Last thing today is a book push. The biography of my godfather, ‘Bobby, a life Worth living’ is being publicised in a promotion that covers historical fiction, time-travel, women’s literature, and memoirs, which is what Bobby kind of is, because I tried to keep the text in the style of his storytelling. The book’s done reasonably well since I launched it last year, though I’m still waiting to hear back from Shirley Bassey who is the only remaining-alive person from Bobby’s past and briefly mentioned in the book. I sent her a copy out of courtesy, but can only assume it arrived. There are plenty of other names and historical incidents mentioned in the book, and many other books in the promo, where most of the covers definitely have a ‘written for the enjoyment of women’ look to them. See for yourself by clicking the banner below:

The Path Less Trod

The other day I took a walk down to the harbour using the usual route (Kali Strata) and walked back up via the road. This is a pleasant, gradual climb, though you do have to negotiate trees in the middle of the path and cross the road on the big corner which can be a bit of a leap of faith. Another way to come back up is the route I took last week, which is quicker, but hard work. Start off by coming up the Kali Strata, but when you get to the large, dark red house where the specialist paintwork makes it look old and damp, and there, take the steps up on your right. These lead more or less vertically to the start of a short zigzag which takes you past New Villa George and the chicken farm.

Well, it’s not really a chicken farm, but they belong to someone, I assume, and have free-range run of the place. There are cockerels there too and chicks, and several fussy lady chickens who squawk in panic as you approach, and fluster their way into the trees to escape, all of which can be very amusing. Continue to follow the path upwards, and upwards, and you come out near Lemoniotisa church, the one with the dome that you can see from Yialos, and the one tourists try to find and very often give up on finding because it’s not easy, and anyway, when you get there, it usually always closed, and, note, it’s Limeniotissa or Eleimonitissa, or Lemonitissa, depending on which book you read, but not Lemonitsa, as I’ve heard it called, anyway… where was I…

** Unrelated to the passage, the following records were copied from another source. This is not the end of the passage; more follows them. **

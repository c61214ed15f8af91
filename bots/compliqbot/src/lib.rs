// SPDX-License-Identifier: PMPL-1.0-or-later
//! Compliqbot - heuristic page accessibility audit
//!
//! Compliqbot runs a fixed set of eight accessibility rules over a document
//! snapshot and reports a 0-100 score with one finding per failed rule. The
//! engine reads pages through the [`document::Document`] trait, so any host
//! can feed it; [`document::html::HtmlDocument`] audits plain HTML files.
//!
//! ## Rules
//!
//! 1. **Image alt**: `<img>` without an `alt` attribute (serious)
//! 2. **Contrast**: light-on-light or dark-on-dark text (serious)
//! 3. **Form labels**: controls without label, `aria-label` or `aria-labelledby` (critical)
//! 4. **Empty links**: anchors with no content or accessible name (critical)
//! 5. **Language**: missing `lang` on the root element (moderate)
//! 6. **Title**: missing or blank page title (serious)
//! 7. **Headings**: no headings (serious) or no `h1` (moderate)
//! 8. **Skip link**: no in-page link to skip to the main content (moderate)
//!
//! ## Simulation helpers
//!
//! Alongside the audit, [`preview`] shows what a screen reader would announce
//! for an element and [`simulation`] models impairment simulation toggles and
//! the color-vision deficiency transforms.

pub mod audit;
pub mod color;
pub mod config;
pub mod document;
pub mod error;
pub mod findings;
pub mod preview;
pub mod report;
pub mod roles;
pub mod scanner;
pub mod simulation;

pub use audit::run_audit;
pub use findings::{AuditResult, Finding, Severity};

The view from up there is a pleasant one, and you realise you are just about in line with the west end of the harbour. It’s not a climb for the weak hearted, and I’d advise several stops to recover along the way, even in winter. In summer, when it’s over 40°, I’d take a taxi to reach the village.

The Ship and Chopin

Here’s a question many people ask when visiting in the summer: Does everywhere stay open in the winter? The answer is, no, not everywhere, because some businesses are summer enterprises only (beach tavernas, boat hire, water taxis, some souvenir shops, etc.). Essential businesses remain open, of course, banks, pharmacies, health clinic, town hall, etc., and some cafés, bars and tavernas also stay open. Some eateries, such as the Taj Mahal might only operate at weekends, while others, such as Scena, Niki’s Kitchen, and Georgio’s remain open throughout the winter, perhaps with a day off here and there for a holiday, repainting, Christmas… We were at Georgio’s the other night, actually, and the BBQ was on…

The menu may be limited at this time of the year, there were chops, chips, cheese fritters, salads, and what you might call staples, but a lot of the time, what’s available depends on what’s in the shops, or in some cases, what’s in the freezer. We manage, thank you, and there are places to eat out, socialise and sit and watch the world go by in both the village and the harbour.

The famous photo wall – are you on it?

While, at home, there’s plenty to keep us occupied. I finished my model locomotive yesterday, and the Titanic’s funnels are now complete and rigged. The next stage is to add the three deck levels together which should happen on Thursday. The following week, my piano student is away with his class for five days, so the ship and Chopin will have to wait, but I reckon, she’ll be seaworthy by mid-April. In fact, she might be ready to set off on her maiden voyage on April 10th, 113 years to the day after first leaving Southampton.

(‘The Ship and Chopin’ sounds like a great name for a pub. I’ll have to write that into one of my books.)